* _Exercise requirements_: Copy out every line of the data where the word "loaded" is found.

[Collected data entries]
=-=-=

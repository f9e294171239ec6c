//! Game settings loaded from JSON
//!
//! Every field has a default, so a config file only needs the values it
//! changes:
//!
//! ```json
//! {
//!   "starting_tiles": 80,
//!   "seed": 1234,
//!   "key_bindings": { "hold": ["Space", "H"] }
//! }
//! ```

use crate::error::{GameError, Result};
use crate::input_system::Action;
use serde::{Deserialize, Serialize};
use std::path::{Path, PathBuf};
use tracing::{debug, info, warn};

/// Largest logical window side accepted from a config file
pub const MAX_WINDOW_DIMENSION: u32 = 4096;

/// Keys bound to each action, by window-library key name.
///
/// The first key in each list is the one tracked at startup.
#[derive(Debug, Clone, PartialEq, Serialize, Deserialize)]
#[serde(default)]
pub struct KeyBindings {
    pub hold: Vec<String>,
    pub restart: Vec<String>,
    pub back: Vec<String>,
    pub mute: Vec<String>,
    pub centre: Vec<String>,
}

impl KeyBindings {
    pub fn get(&self, action: Action) -> &[String] {
        match action {
            Action::Hold => &self.hold,
            Action::Restart => &self.restart,
            Action::Back => &self.back,
            Action::Mute => &self.mute,
            Action::Centre => &self.centre,
        }
    }

    /// All actions paired with their key names
    pub fn iter(&self) -> impl Iterator<Item = (Action, &[String])> {
        Action::ALL.into_iter().map(|action| (action, self.get(action)))
    }
}

impl Default for KeyBindings {
    fn default() -> Self {
        KeyBindings {
            hold: vec!["Space".into(), "H".into()],
            restart: vec!["R".into()],
            back: vec!["Escape".into()],
            mute: vec!["M".into()],
            centre: vec!["C".into()],
        }
    }
}

#[derive(Debug, Clone, PartialEq, Serialize, Deserialize)]
#[serde(default)]
pub struct GameConfig {
    /// Logical resolution; the window is scaled up from this
    pub window_width: u32,
    pub window_height: u32,
    pub fps: u32,
    /// Upcoming tiles shown in the preview column
    pub preview_depth: usize,
    pub starting_tiles: u32,
    /// Camera pan speed in world pixels per second
    pub camera_speed: f32,
    /// Width and height of the screen border band where the mouse pans
    pub edge_pan_margin: [u32; 2],
    /// Fixed seed for tile generation; random when unset
    pub seed: Option<u64>,
    pub key_bindings: KeyBindings,
}

impl Default for GameConfig {
    fn default() -> Self {
        GameConfig {
            window_width: 480,
            window_height: 270,
            fps: 60,
            preview_depth: 5,
            starting_tiles: 50,
            camera_speed: 160.0,
            edge_pan_margin: [32, 16],
            seed: None,
            key_bindings: KeyBindings::default(),
        }
    }
}

impl GameConfig {
    pub fn load_from_file(path: impl AsRef<Path>) -> Result<Self> {
        let path = path.as_ref();
        let content = std::fs::read_to_string(path).map_err(|source| GameError::ConfigIo {
            path: path.to_path_buf(),
            source,
        })?;

        // A bare array would otherwise deserialize positionally into the fields
        let value: serde_json::Value = serde_json::from_str(&content)?;
        if !value.is_object() {
            return Err(GameError::ConfigParse(serde::de::Error::custom(
                "config must be a JSON object",
            )));
        }

        let config: GameConfig = serde_json::from_value(value)?;
        config.validate()?;
        Ok(config)
    }

    /// Rejects settings the game cannot run with
    pub fn validate(&self) -> Result<()> {
        if self.window_width == 0 || self.window_height == 0 {
            return Err(GameError::InvalidConfig("window size must be non-zero".into()));
        }
        if self.window_width > MAX_WINDOW_DIMENSION || self.window_height > MAX_WINDOW_DIMENSION {
            return Err(GameError::InvalidConfig(format!(
                "window size {}x{} exceeds {}",
                self.window_width, self.window_height, MAX_WINDOW_DIMENSION
            )));
        }
        if self.preview_depth == 0 {
            return Err(GameError::InvalidConfig("preview_depth must be at least 1".into()));
        }
        if self.fps == 0 {
            return Err(GameError::InvalidConfig("fps must be at least 1".into()));
        }
        Ok(())
    }

    /// `<config dir>/hexagod/config.json`, if the platform has a config dir
    pub fn default_path() -> Option<PathBuf> {
        dirs::config_dir().map(|p| p.join("hexagod").join("config.json"))
    }

    /// Loads the user config, falling back to defaults when it is missing or broken
    pub fn load_or_default() -> Self {
        match Self::default_path() {
            Some(path) => Self::load_or_default_from(&path),
            None => {
                debug!("no config directory on this platform, using defaults");
                GameConfig::default()
            }
        }
    }

    pub fn load_or_default_from(path: &Path) -> Self {
        if !path.exists() {
            debug!(path = %path.display(), "no config file, using defaults");
            return GameConfig::default();
        }

        match Self::load_from_file(path) {
            Ok(config) => {
                info!(path = %path.display(), "loaded config");
                config
            }
            Err(e) => {
                warn!(error = %e, "ignoring config file, using defaults");
                GameConfig::default()
            }
        }
    }

    pub fn window_centre(&self) -> (f32, f32) {
        (self.window_width as f32 / 2.0, self.window_height as f32 / 2.0)
    }
}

=-=-=

* _Exercise output_:
//! Game settings loaded from JSON
                info!(path = %path.display(), "loaded config");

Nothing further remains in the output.